Lain Jakarta, memang lain Magelang. Kota Harapan yang tidak lagi lantang meneriakkan harapannya ini sangat sepi dari even berbau buku, apalagi kesusasteraan. Sangat jarang terdengar ada pameran buku di kota Tidar. Buku hanyalah kebutuhan anak sekolah, itupun terbatas kepada buku mata pelajaran. Buku masih menjadi barang yang sangat jauh dari skala kebutuhan masyarakat. Ini bisa jadi sebagai suatu indikator rendahnya minat baca di kalangan warga Magelang. Sampeyan kurang percaya? Silakan mampir ke perpustakaan pemerintah kota yang rata-rata sepi dari pengunjung. Suasana yang sama bahkan terjadi di perpustakan sekolah-sekolah.

Memang perpustakaan tidak hanya menjadi domain pemerintah saja. Banyak kalangan warga, ataupun organisasi kemasyarakatan yang intensif menggalang buku pustaka. Bahkan di tepian gunung Sumbing ada perpustakaan warga Sambak di Kajoran, warga Ngampon di Kaliangkrik, dan di Merapi ada Rumah Pelangi. Wong ndeso yang notabene warga udik malah memiliki tekad untuk bergelut dengan buku. Bagaimana dengan suasana pustaka di kota Magelang? Ironis!

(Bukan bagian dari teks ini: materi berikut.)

//! The per-stream state machine (spec §4.D), shared by the gRPC ext_proc
//! adapter and the ICAP adapter. Protocol-agnostic: it is driven by plain
//! header/body events and returns a `Decision` the adapter translates into
//! its own wire format.

use std::sync::Arc;
use std::time::Duration;

use uuid::Uuid;
use virusscan_cache::IntelligentCache;
use virusscan_dataprovider::{select_mode, SelectionInput, SharedRedis, Writer, ABSOLUTE_MAX_BODY_BYTES};
use virusscan_proto::keys::KeySpace;
use virusscan_proto::{Mode, Priority, RequestMetadata, ScanStatus, Task};
use virusscan_queue::TaskQueue;

#[derive(Debug, thiserror::Error)]
pub enum SessionError {
    #[error("data provider error: {0}")]
    Provider(#[from] virusscan_dataprovider::WriterError),
    #[error("queue error: {0}")]
    Queue(#[from] virusscan_queue::QueueError),
    #[error("cache error: {0}")]
    Cache(#[from] virusscan_cache::CacheError),
}

pub struct SessionConfig {
    pub inline_threshold_bytes: u64,
    pub shared_disk_dir: Option<std::path::PathBuf>,
    pub processing_timeout: Duration,
    pub failure_mode_allow: bool,
    pub block_status_code: u16,
}

/// Outcome handed back to the protocol adapter for this stream.
pub enum Decision {
    /// Keep streaming; no response yet.
    Continue,
    /// Short-circuit to RELAY: no scan occurred (disabled route or bypass
    /// host). `headers` is empty for a silent admit.
    Admit { headers: Vec<(String, String)> },
    Block {
        status: u16,
        headers: Vec<(String, String)>,
        body: Vec<u8>,
    },
}

enum Body {
    /// Accumulating in memory; still below `inline_threshold_bytes`.
    Buffering(Vec<u8>),
    /// Spilled to STREAM or SHARED_DISK once the in-memory threshold was
    /// crossed.
    Spilled { writer: Writer, mode: Mode, len: u64 },
}

/// Per-stream session state. One instance per proxied HTTP transaction.
pub struct Session {
    redis: SharedRedis,
    keys: KeySpace,
    cache: Arc<IntelligentCache>,
    queue: Arc<TaskQueue>,
    metrics: Arc<virusscan_observability::Metrics>,
    config: Arc<SessionConfig>,

    body: Body,
    cache_checked: bool,
    bypassed: bool,
    fingerprint: Option<String>,
    metadata: RequestMetadata,
    priority: Priority,
    push_time_ns: u128,
    headers_arrived_ns: u128,
}

impl Session {
    pub fn new(
        redis: SharedRedis,
        keys: KeySpace,
        cache: Arc<IntelligentCache>,
        queue: Arc<TaskQueue>,
        metrics: Arc<virusscan_observability::Metrics>,
        config: Arc<SessionConfig>,
    ) -> Self {
        Session {
            redis,
            keys,
            cache,
            queue,
            metrics,
            config,
            body: Body::Buffering(Vec::new()),
            cache_checked: false,
            bypassed: false,
            fingerprint: None,
            metadata: RequestMetadata::default(),
            priority: Priority::Normal,
            push_time_ns: 0,
            headers_arrived_ns: 0,
        }
    }

    /// `START ──headers──▶ DECIDE_BYPASS`. Route-disabled short-circuits to
    /// RELAY/ADMIT before any body is read.
    pub fn on_request_headers(
        &mut self,
        metadata: RequestMetadata,
        route_disabled: bool,
        asserted_priority: Priority,
    ) -> Decision {
        self.metadata = metadata;
        self.headers_arrived_ns = now_ns();

        if route_disabled {
            self.bypassed = true;
            self.metrics.bypass_total.with_label_values(&["route_disabled"]).inc();
            return Decision::Admit { headers: vec![] };
        }

        let host = self
            .metadata
            .origin_uri
            .parse::<url::Url>()
            .ok()
            .and_then(|u| u.host_str().map(str::to_string))
            .unwrap_or_default();

        if self.cache.classify_host(&host) == virusscan_cache::HostClass::Bypass {
            self.bypassed = true;
            self.metrics.bypass_total.with_label_values(&["host"]).inc();
            return Decision::Admit { headers: vec![] };
        }

        self.priority = self.cache.priority_for(&host, asserted_priority);
        Decision::Continue
    }

    /// `BUFFERING`/`SPILL`, ending in `ENQUEUE`/`WAIT_VERDICT` at EOF, or a
    /// cache-hit short-circuit to RELAY.
    pub async fn on_request_body(
        &mut self,
        chunk: &[u8],
        end_of_stream: bool,
    ) -> Result<Decision, SessionError> {
        if self.bypassed {
            return Ok(Decision::Continue);
        }

        if let Some(decision) = self.push_body_bytes(chunk).await? {
            return Ok(decision);
        }

        if self.total_len() > ABSOLUTE_MAX_BODY_BYTES {
            return Ok(Decision::Block {
                status: 413,
                headers: vec![],
                body: b"request body exceeds the configured absolute size limit".to_vec(),
            });
        }

        if !self.cache_checked && (self.current_prefix_len() >= 4096 || end_of_stream) {
            self.cache_checked = true;
            let fingerprint = IntelligentCache::fingerprint(&self.metadata.origin_uri, self.current_prefix());
            self.fingerprint = Some(fingerprint.clone());
            if let Some(result) = self.cache.lookup(&fingerprint).await? {
                if result.status == ScanStatus::Clean {
                    self.metrics.cache_hits_total.inc();
                    self.bypassed = true;
                    return Ok(Decision::Admit {
                        headers: vec![("X-Scan-Result".into(), "clean".into())],
                    });
                }
            } else {
                self.metrics.cache_misses_total.inc();
            }
        }

        if !end_of_stream {
            return Ok(Decision::Continue);
        }

        self.enqueue_and_await().await
    }

    fn total_len(&self) -> u64 {
        match &self.body {
            Body::Buffering(buf) => buf.len() as u64,
            Body::Spilled { len, .. } => *len,
        }
    }

    fn current_prefix_len(&self) -> usize {
        match &self.body {
            Body::Buffering(buf) => buf.len().min(4096),
            Body::Spilled { .. } => 4096,
        }
    }

    fn current_prefix(&self) -> &[u8] {
        match &self.body {
            Body::Buffering(buf) => &buf[..buf.len().min(4096)],
            // Once spilled we no longer hold the prefix bytes in memory;
            // the cache check has already run by the time spill happens
            // (see push_body_bytes), so this is unreachable in practice.
            Body::Spilled { .. } => &[],
        }
    }

    /// Returns `Some(decision)` when the push triggered a spill that itself
    /// resolved via a cache hit — the caller must short-circuit on that
    /// rather than continue accumulating the body.
    async fn push_body_bytes(&mut self, chunk: &[u8]) -> Result<Option<Decision>, SessionError> {
        let should_spill = match &mut self.body {
            Body::Buffering(buf) => {
                buf.extend_from_slice(chunk);
                (buf.len() as u64) > self.config.inline_threshold_bytes
            }
            Body::Spilled { writer, len, .. } => {
                writer.push(chunk).await?;
                *len += chunk.len() as u64;
                false
            }
        };
        if should_spill {
            return self.spill().await;
        }
        Ok(None)
    }

    /// Moves the buffered prefix to a STREAM/SHARED_DISK writer. The cache
    /// lookup on the buffered prefix happens here, not only in
    /// `on_request_body`'s post-push check — a body that crosses
    /// `inline_threshold_bytes` in a single `push_body_bytes` call (the
    /// common case for a request delivered whole, e.g. over ICAP) spills
    /// before that check ever runs, so skipping the lookup here would mean
    /// large bodies never hit the cache.
    async fn spill(&mut self) -> Result<Option<Decision>, SessionError> {
        let Body::Buffering(buf) = std::mem::replace(&mut self.body, Body::Buffering(Vec::new())) else {
            return Ok(None);
        };

        if !self.cache_checked {
            self.cache_checked = true;
            let fingerprint = IntelligentCache::fingerprint(&self.metadata.origin_uri, &buf[..buf.len().min(4096)]);
            self.fingerprint = Some(fingerprint.clone());
            if let Some(result) = self.cache.lookup(&fingerprint).await? {
                if result.status == ScanStatus::Clean {
                    self.metrics.cache_hits_total.inc();
                    self.bypassed = true;
                    return Ok(Some(Decision::Admit {
                        headers: vec![("X-Scan-Result".into(), "clean".into())],
                    }));
                }
            } else {
                self.metrics.cache_misses_total.inc();
            }
        }

        let mode = select_mode(&SelectionInput {
            body_len: buf.len() as u64,
            inline_threshold_bytes: self.config.inline_threshold_bytes,
            shared_disk_configured: self.config.shared_disk_dir.is_some(),
        });

        let task_id = Uuid::new_v4();
        let mut writer = match mode {
            Mode::Stream => Writer::stream(self.redis.clone(), &self.keys, task_id),
            Mode::SharedDisk => {
                let dir = self
                    .config
                    .shared_disk_dir
                    .as_deref()
                    .expect("select_mode only returns SharedDisk when a dir is configured");
                Writer::shared_disk(dir, task_id).await?
            }
            Mode::Inline => unreachable!("select_mode never returns Inline once the in-memory threshold is exceeded"),
        };

        let len = buf.len() as u64;
        writer.push(&buf).await?;

        self.body = Body::Spilled { writer, mode, len };
        Ok(None)
    }

    async fn enqueue_and_await(&mut self) -> Result<Decision, SessionError> {
        let push_time_ns = now_ns();
        self.push_time_ns = push_time_ns;

        let ingest_ms = push_time_ns.saturating_sub(self.headers_arrived_ns) as f64 / 1_000_000.0;
        self.metrics.ingest_tat_ms.observe(ingest_ms);

        let (task_id, mode, content_ref) = match std::mem::replace(&mut self.body, Body::Buffering(Vec::new())) {
            Body::Buffering(buf) => {
                let task_id = Uuid::new_v4();
                let mut writer = Writer::inline(self.redis.clone(), &self.keys, task_id);
                writer.push(&buf).await?;
                let content_ref = writer.content_ref();
                writer.finalize().await?;
                (task_id, Mode::Inline, content_ref)
            }
            Body::Spilled { writer, mode, .. } => {
                let content_ref = writer.content_ref();
                writer.finalize().await?;
                (uuid_from_content_ref(&content_ref), mode, content_ref)
            }
        };

        let mut task = Task::new(self.priority, mode, push_time_ns, content_ref);
        task.task_id = task_id;
        task.request_metadata = Some(self.metadata.clone());

        self.queue.enqueue(&task).await?;

        match self.queue.await_result(task.task_id, self.config.processing_timeout).await? {
            Some(result) => {
                let verdict_label = match result.status {
                    ScanStatus::Clean => "clean",
                    ScanStatus::Infected => "infected",
                    ScanStatus::Error => "error",
                };
                self.metrics
                    .tasks_total
                    .with_label_values(&[verdict_label, priority_label(self.priority)])
                    .inc();

                match result.status {
                    ScanStatus::Clean => {
                        if let Some(fingerprint) = &self.fingerprint {
                            let _ = self.cache.record(fingerprint, &result).await;
                        }
                        Ok(Decision::Admit {
                            headers: vec![
                                ("X-Scan-Result".into(), "clean".into()),
                                ("X-Scan-TAT-ms".into(), result.metrics.total_tat_ms.to_string()),
                            ],
                        })
                    }
                    ScanStatus::Infected => Ok(Decision::Block {
                        status: self.config.block_status_code,
                        headers: vec![
                            ("X-Virus-Infected".into(), "true".into()),
                            ("X-Virus-Name".into(), result.virus.clone().unwrap_or_default()),
                        ],
                        body: b"request blocked: malicious content detected".to_vec(),
                    }),
                    ScanStatus::Error => Ok(self.apply_failure_mode()),
                }
            }
            None => {
                self.metrics.timeouts_total.inc();
                Ok(self.apply_failure_mode())
            }
        }
    }

    fn apply_failure_mode(&self) -> Decision {
        if self.config.failure_mode_allow {
            Decision::Admit {
                headers: vec![("X-Scan-Result".into(), "timeout-allow".into())],
            }
        } else {
            Decision::Block {
                status: 503,
                headers: vec![],
                body: b"scan verdict unavailable".to_vec(),
            }
        }
    }
}

fn priority_label(priority: Priority) -> &'static str {
    match priority {
        Priority::High => "high",
        Priority::Normal => "normal",
    }
}

fn now_ns() -> u128 {
    std::time::SystemTime::now()
        .duration_since(std::time::UNIX_EPOCH)
        .unwrap_or_default()
        .as_nanos()
}

/// `Writer::content_ref` for STREAM/SHARED_DISK does not itself carry the
/// task_id as a parseable UUID in all cases (SHARED_DISK's is a path whose
/// final component is the task_id; STREAM's is a `chunks:<task_id>` key).
/// Both embed the id as their final `:`/`/`-delimited segment.
fn uuid_from_content_ref(content_ref: &str) -> Uuid {
    let segment = content_ref.rsplit(['/', ':']).next().unwrap_or(content_ref);
    Uuid::parse_str(segment).unwrap_or_else(|_| Uuid::new_v4())
}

Dulu, ya sudah menjadi dulu sekali bahkan! Sempat sayup terdengar ada Desa Buku di Taman Kiai Langgeng. Bahkan saya mengetahuinyapun dari pemberitaan di sebuah stasiun televisi. Konon katanya, pihak manajemen taman kota itu sangat komitmen untuk membangkitkan minat baca di kalangan pengunjung, lebih khusus lagi ya warga Magelang sendiri.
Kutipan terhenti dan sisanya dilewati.